You can draft speech-limiting rules that pass constitutional muster, but if the people applying them are intellectually dishonest, they're cold comfort.
Case in point: Charlotte Ross' ass.
Charlotte Ross is an attractive actress who played a cop on NYPD Blue. Eventually her character married Dennis Franz' character, either mocking or comforting men who look like me and Dennis Franz with the notion that women who look like Charlotte Ross are hot for us. Anyway, Charlotte did a scene in NYPD Blue — a show that aired at 10 p.m. in my time zone — that featured her bare rear end for a few seconds. The context: she's getting into a shower when her young stepson walks in, emphasizing the theme of how awkward their blended family is.
Enter the FCC.
Now FCC rules forbid content that "depicts or describes sexual or excretory activities" in a "patently offensive way." As discussed at Volokh, the FCC is proposing to fine a total of 52 ABC affiliates a total of $1.4 million on the theory that the scene showing Ross's rear "it depicts sexual organs and excretory organs, specifically an adult woman's buttocks." The FCC dismissed in snippy terms, and with citation to inapt caselaw, the notion that the buttocks are simply not "sexual organs and excretory organs." This is simply "common sense," the FCC suggests.
I think that the FCC means something different by "common sense" than I do. Buttocks are not organs. They cannot excrete. Buttocks have never gotten anyone pregnant (directly) or gotten pregnant, either. Perhaps a rule that proscribes showing genitals and ani should also proscribe showing buttocks. But that's not the language of the rule. What this amounts to is the FCC officials saying "this should be prohibited," and finding an intellectually dishonest way to do it. Regrettably, many people support officials in this attitude — laws (even free speech restrictions) should be interpreted to achieve policy goals, even if the interpretation is not plausible.
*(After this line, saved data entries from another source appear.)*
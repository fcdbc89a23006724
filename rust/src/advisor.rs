//! Templated schedule-improvement suggestions derived from warnings.

use crate::models::{SchedulingWarning, Severity, TaskInput, WarningType};

/// Inputs the suggestion templates draw on.
#[derive(Clone, Debug)]
pub struct AdvisorContext<'a> {
    pub warnings: &'a [SchedulingWarning],
    pub tasks: &'a [TaskInput],
    pub critical_path: &'a [String],
    pub parallel_task_limit: u32,
    pub available_days: u32,
}

fn count_task_warnings(warnings: &[SchedulingWarning], kind: WarningType) -> usize {
    warnings
        .iter()
        .filter(|w| w.kind == kind && w.task_id.is_some())
        .count()
}

/// Suggestions in a fixed order: deadline problems first, capacity last.
pub fn suggest(ctx: &AdvisorContext<'_>) -> Vec<String> {
    let mut suggestions = Vec::new();
    let has = |kind: WarningType| ctx.warnings.iter().any(|w| w.kind == kind);

    let impossible = count_task_warnings(ctx.warnings, WarningType::ImpossibleDeadline);
    if impossible > 0 {
        suggestions.push(format!(
            "{} task(s) cannot finish within the project window; extend the end date or reduce their scope.",
            impossible
        ));
    }

    let blocked = count_task_warnings(ctx.warnings, WarningType::DependencyConflict);
    if blocked > 0 {
        suggestions.push(format!(
            "{} task(s) are blocked by dependencies that finish after the project end; split the longest dependency chain.",
            blocked
        ));
    }

    // Project-wide utilization warnings carry no task id
    let over_capacity = ctx.warnings.iter().any(|w| {
        w.kind == WarningType::TightSchedule && w.task_id.is_none() && w.severity == Severity::Critical
    });
    if over_capacity {
        suggestions.push(format!(
            "Required work exceeds the {} available work days; add people or move the deadline.",
            ctx.available_days
        ));
    } else if ctx
        .warnings
        .iter()
        .any(|w| w.kind == WarningType::TightSchedule && w.task_id.is_none())
    {
        suggestions.push(
            "Utilization is close to capacity; avoid adding scope during this project window."
                .to_string(),
        );
    }

    if !ctx.critical_path.is_empty()
        && (has(WarningType::TightSchedule) || has(WarningType::ImpossibleDeadline))
    {
        suggestions.push(format!(
            "The critical path has {} task(s); any delay on them delays the project, so staff them first.",
            ctx.critical_path.len()
        ));
    }

    let bufferless = count_task_warnings(ctx.warnings, WarningType::TightSchedule);
    if bufferless > 0 {
        suggestions.push(format!(
            "{} task(s) lost their buffer time; review their estimates or start them earlier.",
            bufferless
        ));
    }

    if has(WarningType::Overallocation) {
        let independent = ctx
            .tasks
            .iter()
            .filter(|t| t.dependencies.is_empty())
            .count();
        if independent > ctx.parallel_task_limit as usize {
            suggestions.push(format!(
                "{} independent tasks exceed the parallel limit of {}; stagger their start dates or assign more people.",
                independent, ctx.parallel_task_limit
            ));
        } else {
            suggestions.push(format!(
                "Some days exceed the parallel limit of {} tasks; spread the work more evenly.",
                ctx.parallel_task_limit
            ));
        }
    }

    suggestions
}

#[cfg(test)]
mod tests {
    use super::*;

    fn ctx<'a>(
        warnings: &'a [SchedulingWarning],
        tasks: &'a [TaskInput],
        critical_path: &'a [String],
    ) -> AdvisorContext<'a> {
        AdvisorContext {
            warnings,
            tasks,
            critical_path,
            parallel_task_limit: 3,
            available_days: 10,
        }
    }

    #[test]
    fn test_no_warnings_no_suggestions() {
        assert!(suggest(&ctx(&[], &[], &[])).is_empty());
    }

    #[test]
    fn test_overallocation_counts_independent_tasks() {
        let warnings = vec![SchedulingWarning::new(
            WarningType::Overallocation,
            Severity::Medium,
            "busy",
        )];
        let tasks: Vec<TaskInput> = (0..5)
            .map(|i| TaskInput::new(format!("t{}", i), "T"))
            .collect();
        let suggestions = suggest(&ctx(&warnings, &tasks, &[]));
        assert_eq!(suggestions.len(), 1);
        assert!(suggestions[0].starts_with("5 independent tasks"));
    }

    #[test]
    fn test_deadline_problems_name_counts_and_critical_path() {
        let warnings = vec![
            SchedulingWarning::for_task(WarningType::TightSchedule, Severity::High, "a", "buffer"),
            SchedulingWarning::for_task(WarningType::ImpossibleDeadline, Severity::Critical, "b", "late"),
            SchedulingWarning::new(WarningType::TightSchedule, Severity::Critical, "over"),
        ];
        let critical = vec!["a".to_string(), "b".to_string()];
        let suggestions = suggest(&ctx(&warnings, &[], &critical));

        assert!(suggestions[0].starts_with("1 task(s) cannot finish"));
        assert!(suggestions[1].contains("10 available work days"));
        assert!(suggestions[2].contains("critical path has 2 task(s)"));
        assert!(suggestions[3].starts_with("1 task(s) lost their buffer"));
        assert_eq!(suggestions.len(), 4);
    }

    #[test]
    fn test_dependency_conflict_suggestion() {
        let warnings = vec![SchedulingWarning::for_task(
            WarningType::DependencyConflict,
            Severity::High,
            "c",
            "blocked",
        )];
        let suggestions = suggest(&ctx(&warnings, &[], &[]));
        assert_eq!(suggestions.len(), 1);
        assert!(suggestions[0].contains("blocked by dependencies"));
    }
}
For example, see this hilarious meltdown in the same Volokh thread by Clayton Cramer, who rants and raves about how anyone who doesn't interpret "organs" to mean "anything naughty" want to force his child to watch sadomasochistic porn during the local news. Or something.
The Supremes would uphold, and have upheld, limits on showing sexual and excretory organs in prime time. They might even uphold a restriction on showing ass. But that wasn't how the restriction was drafted. The FCC simply turned an ass into a genital to suit its policy goal.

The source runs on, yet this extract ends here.